As far as actually dealing with intermittancy.. the idea, surely, is to build sufficient non-fossil capacity (Wind, hydro and Nuclear) so that we always have a surplus to direct usage, and instead of trying to match demand, build variable load plants - water desalination, ammonia synthesis, waste biomass to methanol, aluminium smelting - all of these processes would (if electrified) be able to 'soak up' spare electricity (hydrogen being a less useful product); and it's this kind of joined up approach that is really needed.

A crucial part of mitigating and dealing with both peak oil and global warming is to electrify everything that can be electrified and then make that electricity non-fossil based; that means Nuclear and Wind, and lots of both.

Fully agree. The wind vs nuclear "infighting" is most strange to me.

I see this statement as a bit odd. If it is true then by adjusting the subsidies to the “correct” amount we could make the cost to the consumers zero!

Don't neglect the difference between cost to buy and cost of ownership. The net cost is upfront, which accelerates the installation, and the net saving is down the track, as installed capacity shuts down the most expensive to supply of the electricity generating portfolio.

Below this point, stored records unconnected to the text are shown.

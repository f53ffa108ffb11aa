use serde::Serialize;

/// One sampling tick's view of the host.
#[derive(Clone, Copy, Debug, Default, PartialEq, Serialize)]
pub struct UsageSnapshot {
    pub cpu_percent: f32,
    pub ram_percent: f32,
    pub running_processes: usize,
    pub available_memory_bytes: u64,
    pub total_memory_bytes: u64,
}

impl UsageSnapshot {
    pub fn used_memory_bytes(&self) -> u64 {
        self.total_memory_bytes
            .saturating_sub(self.available_memory_bytes)
    }
}

/// `(total - available) / total * 100`, clamped to `0..=100`.
pub fn ram_percent(total_bytes: u64, available_bytes: u64) -> f32 {
    if total_bytes == 0 {
        return 0.0;
    }
    let used = total_bytes.saturating_sub(available_bytes);
    ((used as f64 / total_bytes as f64) * 100.0).clamp(0.0, 100.0) as f32
}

From a consumer standpoint, they are self-funding investments, but self-funding does not mean zero-cost, it means that the benefits realized equal or exceed the costs.

Of course, for those who take Peak Oil seriously, extra cost now to save fossil fuel consumption down the track is an excellent bet, because it also reduces exposure to fuel cost shocks.

Jerome

I'm afraid that wind will suffer the partial substitution problem we have seen to date in our energy resources. This means its added to the existing resources resulting more energy not less and you won't see a decline in other sources until forced by depletion.

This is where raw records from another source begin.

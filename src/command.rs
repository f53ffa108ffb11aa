use color_eyre::eyre::{Result, eyre};

use crate::load::intensity::IntensitySettings;

#[derive(Debug, Clone, PartialEq)]
pub enum Command {
    Start,
    Stop,
    /// Raw value; the generator clamps and caps it.
    SetCpu(i64),
    SetRam(i64),
    SetBoth(IntensitySettings),
    Status,
    History,
    Help,
    Quit,
}

pub const HELP: &str = "\
commands:
  start             begin generating load
  stop              release all load
  cpu <0-100>       set CPU intensity
  ram <0-100>       set RAM intensity
  set <cpu> <ram>   set both intensities
  status            show generator state
  history           show recent usage
  help              show this text
  quit              stop and exit";

/// Parses one line of user input. Blank lines yield `Ok(None)`.
pub fn parse_command(line: &str) -> Result<Option<Command>> {
    let mut words = line.split_whitespace();
    let Some(head) = words.next() else {
        return Ok(None);
    };
    let command = match head.to_lowercase().as_str() {
        "start" | "on" => Command::Start,
        "stop" | "off" => Command::Stop,
        "cpu" => Command::SetCpu(parse_value(words.next(), "cpu")?),
        "ram" | "mem" => Command::SetRam(parse_value(words.next(), "ram")?),
        "set" => {
            let cpu = parse_value(words.next(), "set")?;
            let ram = parse_value(words.next(), "set")?;
            Command::SetBoth(IntensitySettings::new(cpu, ram))
        }
        "status" | "s" => Command::Status,
        "history" | "h" => Command::History,
        "help" | "?" => Command::Help,
        "quit" | "exit" | "q" => Command::Quit,
        other => return Err(eyre!("unknown command `{other}` (try `help`)")),
    };
    if let Some(extra) = words.next() {
        return Err(eyre!("unexpected argument `{extra}` for `{head}`"));
    }
    Ok(Some(command))
}

fn parse_value(word: Option<&str>, command: &str) -> Result<i64> {
    let word = word.ok_or_else(|| eyre!("`{command}` needs a percentage"))?;
    word.trim_end_matches('%')
        .parse()
        .map_err(|_| eyre!("`{word}` is not a number"))
}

Do you have examples where the total power usage has remained constant or decreased when wind energy was added.

Not saying its not a important thing to do but knowing humans we will keep using all the other forms as long as possible.

This is wind on its own as opposed to wind in a policy framework that is imposing a penalty on carbon-fired electricity.

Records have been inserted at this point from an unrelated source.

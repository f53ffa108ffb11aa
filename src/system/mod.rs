pub mod history;
pub mod platform;
pub mod provider;
pub mod sampler;
pub mod snapshot;

use provider::MemoryInfo;

/// Memory the load generator may plan against: total memory, lowered to the
/// platform's per-process ceiling when one is set.
pub fn allowed_memory(info: MemoryInfo) -> u64 {
    match platform::memory_limit() {
        Some(limit) => info.total_bytes.min(limit),
        None => info.total_bytes,
    }
}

Which again only re-establishes that there are no silver bullets ... even the all-nuke panacea falls over in the face of the need to store electricity to meet peak power, if the arguments of nuke-vs-wind advocates regarding energy storage as a crippling problem for wind or solar (or tidal or run-of-river hydro or co-generation of electricity while heating water or buildings or co-generation of electricity while producing bio-coal).

Both carrots and sticks are required ... pushing the market cost of carbon-fired, and especially coal-fired, electricity toward the full economic cost, providing a strong push toward reduction in energy waste, and providing infant-industry support to establish new industries in harvesting sustainable, renewable energy sources.

Hi Jerome

Thx for an interesting post. No question in my mind that wind has an important part to play in the future energy mix. One thing however that I've found hard to get hold of is an estimate of EROEI for wind if you assume all energy inputs have to be electric - i.e. without the use of fossil fuels (as opposed to a cost analysis based on current methods that use FF's). In other words, if the RM extraction, purification, transport, construction/erection, maintainance, human support/servicing etc were all carried out without FF's.

Has such a theoretical analysis been done and, if so, does it alter the EROEI numbers significantly?

Regards,
tw

I'm really not sure energy payback ratios are really that relevant unless you're operating very close to the margin. People are more concerned about capital payback ratios and rates of return. EROEI is at best often a distraction.

NEROI is very important for the question of whether energy cost spikes will disable a proposed "energy source" ... the "Red Queen's Race" that is faced by corn-starch ethanol, for example, when the cost of its inputs rises nearly as fast as the value of its output under an energy cost spike.

Perhaps of more use for modeling the impact on the external accounts would be the energy pay-back period.

Jerome, First, it is great to get to read you here on TOD again!

Your defense of non-fossil fuel energy production is a breath of fresh air here, and we (by which I mean the modern advanced nations of the world) have moved much slower than we should have in progressing down the advanced path.

Your comment quoted below shows that you are very observant:
"I must admit that I have been a bit nonplussed to see that the peak oil community seems to share the oil industry's dismissal of wind power as irrelevant and useless in the face of the currently energy challenge (maybe I am unfairly judging from a few individuals' comments, but it's definitely an existing undercurrent in the community)."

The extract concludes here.